-- Saved entries --
%%
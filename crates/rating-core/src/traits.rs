use crate::{
    AnalysisBundle, AnalysisError, ExtendedFundamentals, FilingData, Fundamentals, MacroAnalysis,
    MicroAnalysisResult, NewsSentiment, TechnicalIndicators,
};
use async_trait::async_trait;

/// External data sources, consumed as opaque capabilities. Fundamentals,
/// technicals, and sentiment are required by the pipeline; filings and
/// extended fundamentals are optional and may fail without aborting a run.
#[async_trait]
pub trait DataProvider: Send + Sync {
    async fn fetch_fundamentals(&self, ticker: &str) -> Result<Fundamentals, AnalysisError>;

    async fn fetch_technical_indicators(
        &self,
        ticker: &str,
    ) -> Result<TechnicalIndicators, AnalysisError>;

    async fn fetch_news_sentiment(&self, ticker: &str) -> Result<NewsSentiment, AnalysisError>;

    async fn fetch_filing_excerpts(&self, ticker: &str) -> Result<FilingData, AnalysisError>;

    async fn fetch_extended_fundamentals(
        &self,
        ticker: &str,
    ) -> Result<ExtendedFundamentals, AnalysisError>;
}

/// Ticker-specific scoring capability: given the gathered bundle, return a
/// structured rating.
#[async_trait]
pub trait MicroScorer: Send + Sync {
    async fn score_micro(
        &self,
        ticker: &str,
        bundle: &AnalysisBundle,
    ) -> Result<MicroAnalysisResult, AnalysisError>;
}

/// Sector-wide scoring capability. `None` means general market.
#[async_trait]
pub trait MacroScorer: Send + Sync {
    async fn score_macro(&self, sector: Option<&str>) -> Result<MacroAnalysis, AnalysisError>;
}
%%
-- Problem to solve --
Check each line above for "AnalysisError" and give the number of lines that match, nothing more.

-- Written response --
8